What the exercise asks → Return every line of the listing that includes the string "ledger".

Records for the exercise →
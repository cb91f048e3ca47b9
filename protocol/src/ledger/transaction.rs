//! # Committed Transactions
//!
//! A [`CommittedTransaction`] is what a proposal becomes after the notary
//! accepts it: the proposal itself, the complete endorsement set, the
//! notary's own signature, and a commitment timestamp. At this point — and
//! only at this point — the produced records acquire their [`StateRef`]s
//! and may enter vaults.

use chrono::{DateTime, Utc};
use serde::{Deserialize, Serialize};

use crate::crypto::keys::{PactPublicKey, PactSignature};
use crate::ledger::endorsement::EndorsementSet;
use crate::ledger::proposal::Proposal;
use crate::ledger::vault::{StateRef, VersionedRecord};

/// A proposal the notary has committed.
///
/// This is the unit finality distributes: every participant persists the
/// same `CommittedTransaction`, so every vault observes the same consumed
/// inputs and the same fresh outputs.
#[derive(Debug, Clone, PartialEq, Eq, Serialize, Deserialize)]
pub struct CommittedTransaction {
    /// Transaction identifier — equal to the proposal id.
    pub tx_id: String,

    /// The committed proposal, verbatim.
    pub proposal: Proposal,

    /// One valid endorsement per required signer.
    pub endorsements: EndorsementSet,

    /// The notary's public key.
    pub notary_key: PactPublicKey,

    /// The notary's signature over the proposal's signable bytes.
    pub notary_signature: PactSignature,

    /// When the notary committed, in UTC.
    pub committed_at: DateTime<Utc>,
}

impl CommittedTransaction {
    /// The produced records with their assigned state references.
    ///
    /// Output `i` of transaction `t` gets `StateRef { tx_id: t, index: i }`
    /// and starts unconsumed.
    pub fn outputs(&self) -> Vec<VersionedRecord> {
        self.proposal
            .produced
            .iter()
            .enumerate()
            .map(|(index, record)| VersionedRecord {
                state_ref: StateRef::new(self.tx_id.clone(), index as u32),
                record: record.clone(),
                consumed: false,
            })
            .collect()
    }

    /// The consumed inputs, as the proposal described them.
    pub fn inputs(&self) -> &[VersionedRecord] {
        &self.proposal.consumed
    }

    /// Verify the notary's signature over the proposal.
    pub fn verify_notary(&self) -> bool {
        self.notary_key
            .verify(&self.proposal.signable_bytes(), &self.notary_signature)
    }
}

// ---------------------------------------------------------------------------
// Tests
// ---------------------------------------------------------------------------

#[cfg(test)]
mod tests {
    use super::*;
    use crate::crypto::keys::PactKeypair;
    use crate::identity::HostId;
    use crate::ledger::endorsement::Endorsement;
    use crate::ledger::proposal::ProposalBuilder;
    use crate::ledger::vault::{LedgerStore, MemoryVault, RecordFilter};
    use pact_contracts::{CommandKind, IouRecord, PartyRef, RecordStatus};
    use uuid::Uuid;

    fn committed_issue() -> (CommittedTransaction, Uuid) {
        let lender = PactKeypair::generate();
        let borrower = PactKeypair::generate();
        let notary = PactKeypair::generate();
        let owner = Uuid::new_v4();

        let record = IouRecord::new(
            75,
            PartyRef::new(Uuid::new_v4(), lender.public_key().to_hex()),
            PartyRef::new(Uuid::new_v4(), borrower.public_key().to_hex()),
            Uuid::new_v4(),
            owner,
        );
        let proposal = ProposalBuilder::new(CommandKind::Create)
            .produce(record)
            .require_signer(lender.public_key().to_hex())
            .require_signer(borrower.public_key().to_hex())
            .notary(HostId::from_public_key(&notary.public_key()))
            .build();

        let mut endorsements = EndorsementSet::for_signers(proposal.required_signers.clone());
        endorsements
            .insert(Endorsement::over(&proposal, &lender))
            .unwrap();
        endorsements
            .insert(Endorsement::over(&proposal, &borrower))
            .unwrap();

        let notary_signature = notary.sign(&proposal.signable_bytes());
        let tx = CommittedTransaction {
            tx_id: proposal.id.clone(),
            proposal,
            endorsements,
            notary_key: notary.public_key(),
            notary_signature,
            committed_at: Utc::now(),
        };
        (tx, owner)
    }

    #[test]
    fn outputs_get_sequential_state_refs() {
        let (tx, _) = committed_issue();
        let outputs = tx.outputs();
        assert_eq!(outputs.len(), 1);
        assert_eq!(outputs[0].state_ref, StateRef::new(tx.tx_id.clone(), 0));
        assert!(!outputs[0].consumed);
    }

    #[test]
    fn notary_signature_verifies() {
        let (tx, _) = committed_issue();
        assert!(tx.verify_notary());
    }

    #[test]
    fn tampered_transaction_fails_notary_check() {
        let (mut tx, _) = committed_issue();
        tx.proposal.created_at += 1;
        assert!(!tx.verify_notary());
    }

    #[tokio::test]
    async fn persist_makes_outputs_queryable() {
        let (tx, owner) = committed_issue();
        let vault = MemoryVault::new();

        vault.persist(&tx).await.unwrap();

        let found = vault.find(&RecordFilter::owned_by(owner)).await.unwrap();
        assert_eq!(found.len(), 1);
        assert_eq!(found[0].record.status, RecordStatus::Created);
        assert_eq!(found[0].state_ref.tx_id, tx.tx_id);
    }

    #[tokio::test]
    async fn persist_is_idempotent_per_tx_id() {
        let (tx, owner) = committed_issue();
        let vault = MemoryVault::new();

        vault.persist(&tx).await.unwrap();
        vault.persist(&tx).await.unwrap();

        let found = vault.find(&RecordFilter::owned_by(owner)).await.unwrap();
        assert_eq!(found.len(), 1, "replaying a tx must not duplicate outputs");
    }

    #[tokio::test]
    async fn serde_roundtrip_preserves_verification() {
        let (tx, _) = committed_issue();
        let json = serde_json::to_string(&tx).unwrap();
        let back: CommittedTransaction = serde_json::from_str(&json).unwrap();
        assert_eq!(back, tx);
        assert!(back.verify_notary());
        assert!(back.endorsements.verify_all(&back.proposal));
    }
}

Written reply →
filename protocol/src/ledger/transaction.rs
use crate::ledger::endorsement::EndorsementSet;
use crate::ledger::proposal::Proposal;
use crate::ledger::vault::{StateRef, VersionedRecord};
    use crate::ledger::endorsement::Endorsement;
    use crate::ledger::proposal::ProposalBuilder;
    use crate::ledger::vault::{LedgerStore, MemoryVault, RecordFilter};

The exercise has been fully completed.